Donna was thrilled to learn they must have qualified around the same time as they have both been animal physio for around 15 years! It’s been lovely to see the profession evolve. It sounds like that evolution has been very similar in Germany and the UK.
Donna is passionate about research so took advantage of the fact that Kiki is a keen researcher. Donna hopes to inspire all vet rehabbers to get into the research field and help the science grow. One thing repeatedly said in the veterinary field is “evidence based practice”. This means that if we don’t get the good quality research done, we can’t back up our work with the papers pricing how awesome we are. We know our work is incredible, but it’s always wonderful to prove the point!
Kiki closed by reminding us that the most important tool for dealing with pain is trying to recognise it and understand it. Pain is incredibly complex, but poor understanding leads to worry for the owner. The most effective pain relief can be achieved if we really read and understand what is going on for our patient first.
Thank you for a wonderful chat Kiki. Kiki is truly inspirational.
Read her amazing bio below and also remember to click the bell icons on our live posts so you can get alerted and join us on our live chats. You can get involved and ask the questions you want the answers to!
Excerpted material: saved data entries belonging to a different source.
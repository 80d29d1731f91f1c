//! # Laurel Testkit
//!
//! Test utilities for Laurel.
//!
//! This crate provides:
//! - Sample game configurations and engine builders
//! - Property-based test generators using proptest
//! - Recording and failing observers
//! - Temporary snapshot files
//!
//! ## Usage
//!
//! ```rust,ignore
//! use laurel_testkit::prelude::*;
//!
//! #[test]
//! fn progress_is_recorded() {
//!     let (mut engine, gateway) = online_engine("p1");
//!     let events = RecordingObserver::attach(&mut engine);
//!     engine.report_progress(FIRST_WIN, 50.0).unwrap();
//!     assert_eq!(events.names(), vec!["progressed"]);
//! }
//! ```

#![deny(unsafe_code)]
#![warn(missing_docs)]

pub mod fixtures;
pub mod generators;
pub mod observer;

/// Prelude module for convenient imports
pub mod prelude {
    pub use crate::fixtures::*;
    pub use crate::generators::*;
    pub use crate::observer::*;
}

pub use fixtures::*;
pub use generators::*;
pub use observer::*;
Kiki’s Biography – Kirsten Haeusler is a rehabilitation specialist for animals, from Germany, with over a decade of experience in animal physical therapy. At her clinic in Stuttgart, she sees a lot of orthopaedic and neurologic cases which are referred by various veterinary clinics in and around Stuttgart.
She obtained a degree in Agricultural Biology from the University of Hohenheim, Germany, with a focus on Animal Behavior and Animal Nutrition in 2004. A PhD followed this in Animal Science with a specialisation in the Motivational Behavior of animals from the University of Hohenheim, Germany graduating in 2006.
Growing up, she was always inclined to animal science, veterinary medicine and more recently, animal physical therapy. Her passion came to life when she enrolled in the Canine Rehabilitation Practitioner Class in 2006 and received her Certificate as a CCRP in 2008 from the University of Tennessee, USA.
In 2018 at the IAVRPT World Rehab Summit in Knoxville, Tennessee, she held a workshop on shockwave assisted fascia treatment in animals. That same year she was invited to give a talk at the WVOC in Barcelona about “The Art and Science of Shockwave”.
Part of her research consists of applying, improving and investigating therapies, such as treatment on the underwater treadmill, a regular treadmill, shockwave therapy, pulsed electromagnetic field, etc. to animals for post-illness rehabilitation and recovery treatments. In 2017, she was invited to collaborate with Professor M. Allen at the Surgical Discovery Center at the University of Cambridge, UK, intensifying her studies in both the clinic and the field.
In 2019 she was invited to be part of a study together with Professor Martin Fischer and his team at the University of Jena (also known as “Dogs in Motion”), Germany. The aim of these studies is the evaluation of gait in dogs using biplanar fluoroscopy, force plates and pressure-sensitive treadmills.